**WHAT TO WORK ON**.
Copy every line of the data that contains the string "fails".

**Stored items**.
___

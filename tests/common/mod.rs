#![allow(dead_code)]

use std::{
    collections::HashMap,
    sync::{
        Mutex,
        atomic::{AtomicUsize, Ordering},
    },
};

use async_trait::async_trait;
use chrono::{DateTime, Duration, TimeZone, Utc};
use spotishuffler::{
    Error, Result,
    management::{LedgerChanges, LedgerStore, PlayTally, SqliteStore},
    spotify::MusicService,
    types::{Page, PlayedEntry, PlaylistEntry, TrackRecord, User},
};

pub const USER: &str = "listener";

/// Scripted stand-in for the Spotify client.
#[derive(Default)]
pub struct FakeMusic {
    /// Pages per playlist id.
    pub playlists: Mutex<HashMap<String, Vec<Vec<PlaylistEntry>>>>,
    /// `(playlist_id, page_index)` whose fetch fails.
    pub failing_page: Mutex<Option<(String, usize)>>,
    pub feed: Mutex<Vec<PlayedEntry>>,
    pub queued: Mutex<Vec<String>>,
    /// Number of successful enqueues before the next one fails.
    pub enqueue_budget: Mutex<Option<usize>>,
    pub page_requests: AtomicUsize,
    pub enqueue_calls: AtomicUsize,
}

impl FakeMusic {
    pub fn new() -> Self {
        Self::default()
    }

    pub fn set_playlist(&self, playlist_id: &str, pages: Vec<Vec<PlaylistEntry>>) {
        self.playlists
            .lock()
            .unwrap()
            .insert(playlist_id.to_string(), pages);
    }

    pub fn fail_page(&self, playlist_id: &str, page: usize) {
        *self.failing_page.lock().unwrap() = Some((playlist_id.to_string(), page));
    }

    pub fn set_feed(&self, feed: Vec<PlayedEntry>) {
        *self.feed.lock().unwrap() = feed;
    }

    pub fn fail_enqueue_after(&self, successes: usize) {
        *self.enqueue_budget.lock().unwrap() = Some(successes);
    }

    pub fn queued(&self) -> Vec<String> {
        self.queued.lock().unwrap().clone()
    }
}

#[async_trait]
impl MusicService for FakeMusic {
    async fn playlist_page(
        &self,
        playlist_id: &str,
        cursor: Option<&str>,
    ) -> Result<Page<PlaylistEntry>> {
        self.page_requests.fetch_add(1, Ordering::SeqCst);
        let index = match cursor {
            Some(c) => c
                .strip_prefix("page-")
                .and_then(|n| n.parse::<usize>().ok())
                .expect("cursor handed out by the fake"),
            None => 0,
        };

        if let Some((failing, page)) = self.failing_page.lock().unwrap().as_ref() {
            if failing == playlist_id && *page == index {
                return Err(Error::Upstream("502 Bad Gateway".into()));
            }
        }

        let playlists = self.playlists.lock().unwrap();
        let pages = playlists
            .get(playlist_id)
            .ok_or_else(|| Error::Upstream(format!("404: no playlist {playlist_id}")))?;
        let items = pages.get(index).cloned().unwrap_or_default();
        let next = (index + 1 < pages.len()).then(|| format!("page-{}", index + 1));
        Ok(Page { items, next })
    }

    async fn recently_played(&self) -> Result<Vec<PlayedEntry>> {
        Ok(self.feed.lock().unwrap().clone())
    }

    async fn enqueue(&self, track_id: &str) -> Result<()> {
        self.enqueue_calls.fetch_add(1, Ordering::SeqCst);
        let mut budget = self.enqueue_budget.lock().unwrap();
        if let Some(left) = budget.as_mut() {
            if *left == 0 {
                return Err(Error::Upstream("404: no active device".into()));
            }
            *left -= 1;
        }
        self.queued.lock().unwrap().push(track_id.to_string());
        Ok(())
    }
}

/// Store whose reads go to a working SQLite store and whose ledger writes
/// are refused, as if the pool had gone away.
pub struct RejectingStore {
    pub inner: SqliteStore,
}

impl RejectingStore {
    pub fn new(inner: SqliteStore) -> Self {
        Self { inner }
    }
}

fn rejected() -> Error {
    Error::Persistence(sqlx::Error::PoolClosed)
}

#[async_trait]
impl LedgerStore for RejectingStore {
    async fn user(&self, user_id: &str) -> Result<Option<User>> {
        self.inner.user(user_id).await
    }

    async fn first_user(&self) -> Result<Option<User>> {
        self.inner.first_user().await
    }

    async fn register_user(&self, user_id: &str, display_name: &str) -> Result<User> {
        self.inner.register_user(user_id, display_name).await
    }

    async fn tracked_playlists(&self, user_id: &str) -> Result<Vec<String>> {
        self.inner.tracked_playlists(user_id).await
    }

    async fn track_records(&self, user_id: &str) -> Result<Vec<TrackRecord>> {
        self.inner.track_records(user_id).await
    }

    async fn apply_reconciliation(&self, _user_id: &str, _changes: &LedgerChanges) -> Result<()> {
        Err(rejected())
    }

    async fn record_plays(
        &self,
        _user_id: &str,
        _tallies: &[PlayTally],
        _last_synced_track: Option<&str>,
    ) -> Result<()> {
        Err(rejected())
    }

    async fn set_average(&self, _user_id: &str, _average: i64) -> Result<()> {
        Err(rejected())
    }
}

pub fn entry(isrc: &str, track_id: &str) -> PlaylistEntry {
    PlaylistEntry {
        recording_id: Some(isrc.to_string()),
        track_id: track_id.to_string(),
    }
}

pub fn local_file(track_id: &str) -> PlaylistEntry {
    PlaylistEntry {
        recording_id: None,
        track_id: track_id.to_string(),
    }
}

pub fn at(minutes: i64) -> DateTime<Utc> {
    Utc.with_ymd_and_hms(2024, 5, 1, 12, 0, 0).unwrap() + Duration::minutes(minutes)
}

pub fn played(isrc: &str, track_id: &str, minute: i64) -> PlayedEntry {
    PlayedEntry {
        recording_id: Some(isrc.to_string()),
        track_id: track_id.to_string(),
        played_at: at(minute),
    }
}

pub async fn store_with_user() -> SqliteStore {
    let store = SqliteStore::in_memory().await.unwrap();
    store.register_user(USER, "Listener").await.unwrap();
    store
}

/// Inserts records `(isrc, track_id, played_count, last_played_minute)`.
pub async fn seed(store: &SqliteStore, records: &[(&str, &str, i64, Option<i64>)]) {
    let changes = LedgerChanges {
        playlist_ids: vec!["seeded".to_string()],
        removed: Vec::new(),
        added: records
            .iter()
            .map(|(isrc, track, _, _)| (isrc.to_string(), track.to_string()))
            .collect(),
        retargeted: Vec::new(),
    };
    store.apply_reconciliation(USER, &changes).await.unwrap();

    let tallies: Vec<PlayTally> = records
        .iter()
        .filter(|(_, _, count, _)| *count > 0)
        .map(|(isrc, _, count, minute)| PlayTally {
            recording_id: isrc.to_string(),
            plays: *count,
            last_played: at(minute.unwrap_or(0)),
        })
        .collect();
    store.record_plays(USER, &tallies, None).await.unwrap();
}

___

**RESPONSE AREA**.
    /// `(playlist_id, page_index)` whose fetch fails.
    /// Number of successful enqueues before the next one fails.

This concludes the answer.